Halothermophilic Cas9 and dCas9 Interaction with Variety sgRNA In-silico

Industrial bioprocesses often require microorganisms that can adapt to specific conditions, such as halothermophilic bacteria capable of producing biosurfactants with various applications. Enhancing production yield is important, and one approach genetic modification. Clustered Regularly Interspaced Short Palindromic Repeats (CRISPR) is a highly effective method for genetic editing; however, its use in halothermophilic bacteria remains limited. So far, optimal genetic editing with Cas9 has only been achieved in thermophilic bacteria unsuitable for high-salt environments.

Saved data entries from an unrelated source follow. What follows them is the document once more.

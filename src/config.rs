//! Merge-queue configuration
//!
//! Policy lives in a per-project settings document at
//! `.refinery/config.json` under a `merge_queue` key. A missing document
//! means built-in defaults; a malformed one is a fatal configuration
//! error, never silently defaulted.

use crate::error::{Error, Result};
use crate::gate::GateConfig;
use serde::Deserialize;
use std::collections::BTreeMap;
use std::path::Path;
use std::time::Duration;

/// Settings file path relative to the repository root.
const CONFIG_FILE: &str = ".refinery/config.json";

/// Environment variable naming this worker process.
pub const WORKER_ENV: &str = "REFINERY_WORKER";

/// Default poll interval for the worker loop.
pub const DEFAULT_POLL_INTERVAL: Duration = Duration::from_secs(30);

/// Default lease lifetime before a claim becomes stale.
pub const DEFAULT_STALE_CLAIM_TIMEOUT: Duration = Duration::from_secs(600);

/// Default integration branch name template.
pub const DEFAULT_BRANCH_TEMPLATE: &str = "integration/{epic}";

/// What to do when a rebase or merge conflict is detected
#[derive(Debug, Clone, Copy, PartialEq, Eq, Default)]
pub enum ConflictPolicy {
    /// Create a conflict task and dispatch a fresh worker against it
    #[default]
    AssignBack,
    /// Accepted for forward compatibility; currently routed the same as
    /// `AssignBack` because automatic resolution is not attempted
    AutoRebase,
}

impl ConflictPolicy {
    fn parse(s: &str) -> Result<Self> {
        match s {
            "assign_back" => Ok(Self::AssignBack),
            "auto_rebase" => Ok(Self::AutoRebase),
            other => Err(Error::Config(format!(
                "invalid on_conflict policy {other:?}: expected \"assign_back\" or \"auto_rebase\""
            ))),
        }
    }
}

/// Per-project merge queue policy
#[derive(Debug, Clone)]
#[allow(clippy::struct_excessive_bools)]
pub struct MergeQueueConfig {
    /// Whether the queue is enabled at all
    pub enabled: bool,
    /// Worker loop poll interval
    pub poll_interval: Duration,
    /// Maximum merges processed concurrently by one worker (default 1:
    /// the queue models a single logical merge stream)
    pub max_concurrent: usize,
    /// Conflict handling policy
    pub on_conflict: ConflictPolicy,
    /// Lease lifetime before a claim becomes stale; must be positive
    pub stale_claim_timeout: Duration,
    /// Whether the test gate runs at all
    pub run_tests: bool,
    /// Test command; empty = skip
    pub test_command: String,
    /// Build command; empty = skip
    pub build_command: String,
    /// Lint command; empty = skip
    pub lint_command: String,
    /// Typecheck command; empty = skip
    pub typecheck_command: String,
    /// Setup command run before gates; empty = skip
    pub setup_command: String,
    /// Delete source branches after a successful merge
    pub delete_merged_branches: bool,
    /// Land integration branches automatically once ready
    pub integration_auto_land: bool,
    /// Serve merge requests targeting integration branches instead of
    /// the ones targeting main
    pub integration_refinery: bool,
    /// Explicit gate set; overrides the built-in command gates when non-empty
    pub gates: BTreeMap<String, GateConfig>,
    /// Run gates in parallel instead of sequential fail-fast
    pub gates_parallel: bool,
    /// Template for integration branch names ({epic}, {prefix}, {user})
    pub integration_branch_template: String,
}

impl Default for MergeQueueConfig {
    fn default() -> Self {
        Self {
            enabled: true,
            poll_interval: DEFAULT_POLL_INTERVAL,
            max_concurrent: 1,
            on_conflict: ConflictPolicy::AssignBack,
            stale_claim_timeout: DEFAULT_STALE_CLAIM_TIMEOUT,
            run_tests: true,
            test_command: String::new(),
            build_command: String::new(),
            lint_command: String::new(),
            typecheck_command: String::new(),
            setup_command: String::new(),
            delete_merged_branches: true,
            integration_auto_land: false,
            integration_refinery: false,
            gates: BTreeMap::new(),
            gates_parallel: false,
            integration_branch_template: DEFAULT_BRANCH_TEMPLATE.to_string(),
        }
    }
}

/// Raw gate entry as it appears in the settings document
#[derive(Debug, Clone, Deserialize)]
struct RawGate {
    #[serde(default)]
    cmd: String,
    #[serde(default)]
    timeout: Option<String>,
}

/// Raw `merge_queue` section as it appears in the settings document
#[derive(Debug, Clone, Default, Deserialize)]
struct RawMergeQueue {
    enabled: Option<bool>,
    poll_interval: Option<String>,
    max_concurrent: Option<usize>,
    on_conflict: Option<String>,
    stale_claim_timeout: Option<String>,
    run_tests: Option<bool>,
    test_command: Option<String>,
    build_command: Option<String>,
    lint_command: Option<String>,
    typecheck_command: Option<String>,
    setup_command: Option<String>,
    delete_merged_branches: Option<bool>,
    integration_auto_land: Option<bool>,
    integration_refinery: Option<bool>,
    gates: Option<BTreeMap<String, RawGate>>,
    gates_parallel: Option<bool>,
    integration_branch_template: Option<String>,
}

#[derive(Debug, Clone, Default, Deserialize)]
struct RawSettings {
    #[serde(default)]
    merge_queue: Option<RawMergeQueue>,
}

/// Parse a human duration like "30s" or "10m", rejecting zero.
fn parse_positive_duration(field: &str, value: &str) -> Result<Duration> {
    let d = humantime::parse_duration(value)
        .map_err(|e| Error::Config(format!("invalid {field} {value:?}: {e}")))?;
    if d.is_zero() {
        return Err(Error::Config(format!("{field} must be a positive duration")));
    }
    Ok(d)
}

impl MergeQueueConfig {
    /// Load queue configuration for a repository.
    ///
    /// A missing settings file yields the defaults. A present but invalid
    /// one is an error.
    pub fn load(repo_root: &Path) -> Result<Self> {
        let path = repo_root.join(CONFIG_FILE);
        if !path.exists() {
            return Ok(Self::default());
        }
        let content = std::fs::read_to_string(&path)?;
        let raw: RawSettings = serde_json::from_str(&content)
            .map_err(|e| Error::Config(format!("invalid settings at {}: {e}", path.display())))?;
        Self::from_raw(raw.merge_queue.unwrap_or_default())
    }

    fn from_raw(raw: RawMergeQueue) -> Result<Self> {
        let mut cfg = Self::default();
        if let Some(v) = raw.enabled {
            cfg.enabled = v;
        }
        if let Some(v) = raw.poll_interval.as_deref() {
            cfg.poll_interval = parse_positive_duration("poll_interval", v)?;
        }
        if let Some(v) = raw.max_concurrent {
            cfg.max_concurrent = v.max(1);
        }
        if let Some(v) = raw.on_conflict.as_deref() {
            cfg.on_conflict = ConflictPolicy::parse(v)?;
        }
        if let Some(v) = raw.stale_claim_timeout.as_deref() {
            cfg.stale_claim_timeout = parse_positive_duration("stale_claim_timeout", v)?;
        }
        if let Some(v) = raw.run_tests {
            cfg.run_tests = v;
        }
        if let Some(v) = raw.test_command {
            cfg.test_command = v;
        }
        if let Some(v) = raw.build_command {
            cfg.build_command = v;
        }
        if let Some(v) = raw.lint_command {
            cfg.lint_command = v;
        }
        if let Some(v) = raw.typecheck_command {
            cfg.typecheck_command = v;
        }
        if let Some(v) = raw.setup_command {
            cfg.setup_command = v;
        }
        if let Some(v) = raw.delete_merged_branches {
            cfg.delete_merged_branches = v;
        }
        if let Some(v) = raw.integration_auto_land {
            cfg.integration_auto_land = v;
        }
        if let Some(v) = raw.integration_refinery {
            cfg.integration_refinery = v;
        }
        if let Some(gates) = raw.gates {
            for (name, g) in gates {
                let timeout = match g.timeout.as_deref() {
                    Some(t) => Some(
                        humantime::parse_duration(t).map_err(|e| {
                            Error::Config(format!("invalid timeout for gate {name:?}: {e}"))
                        })?,
                    ),
                    None => None,
                };
                cfg.gates.insert(name, GateConfig { cmd: g.cmd, timeout });
            }
        }
        if let Some(v) = raw.gates_parallel {
            cfg.gates_parallel = v;
        }
        if let Some(v) = raw.integration_branch_template {
            cfg.integration_branch_template = v;
        }
        Ok(cfg)
    }

    /// Resolve the effective gate set for this rig.
    ///
    /// An explicit `gates` map wins; otherwise gates are built from the
    /// configured build/lint/test/typecheck commands (empty command =
    /// no gate). The test gate also honors `run_tests`.
    #[must_use]
    pub fn gate_set(&self) -> BTreeMap<String, GateConfig> {
        if !self.gates.is_empty() {
            return self.gates.clone();
        }
        let mut gates = BTreeMap::new();
        let mut add = |name: &str, cmd: &str| {
            if !cmd.trim().is_empty() {
                gates.insert(
                    name.to_string(),
                    GateConfig {
                        cmd: cmd.to_string(),
                        timeout: None,
                    },
                );
            }
        };
        add("build", &self.build_command);
        add("lint", &self.lint_command);
        add("typecheck", &self.typecheck_command);
        if self.run_tests {
            add("test", &self.test_command);
        }
        gates
    }
}

/// Identity of this worker process, from `REFINERY_WORKER` or the default.
#[must_use]
pub fn worker_id() -> String {
    resolve_worker_id(std::env::var(WORKER_ENV).ok())
}

fn resolve_worker_id(var: Option<String>) -> String {
    var.filter(|v| !v.trim().is_empty())
        .unwrap_or_else(|| "refinery-1".to_string())
}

For determining optimal CRISPR involves analyzing the binding interaction between sgRNA (single guide RNA) and Cas9 using Molecular Docking in halothermophilic bacteria. This includes preparing the structures of Cas9 and sgRNA, simulating them with HDOCK software, and data analysis. Molecular Docking has advantages such as cost-effectiveness and time efficiency in designing the optimal sgRNA length. Optimization of sgRNA is achieved by varying the lengths of repeat, spacer, and tracrRNA, aiming for the lowest binding energy values and visually feasible designs. For Cas9 from the selected bacterium, Klebsiella pneumoniae, the optimal sgRNA design for Cas9 involves a spacer of 10 nt. In contrast, dCas9 involves a spacer of 10 nt, a repeat of 36 nt, and tracrRNA of 63 nt. The native temperature of the bacteria did not significantly affect the optimal sgRNA length.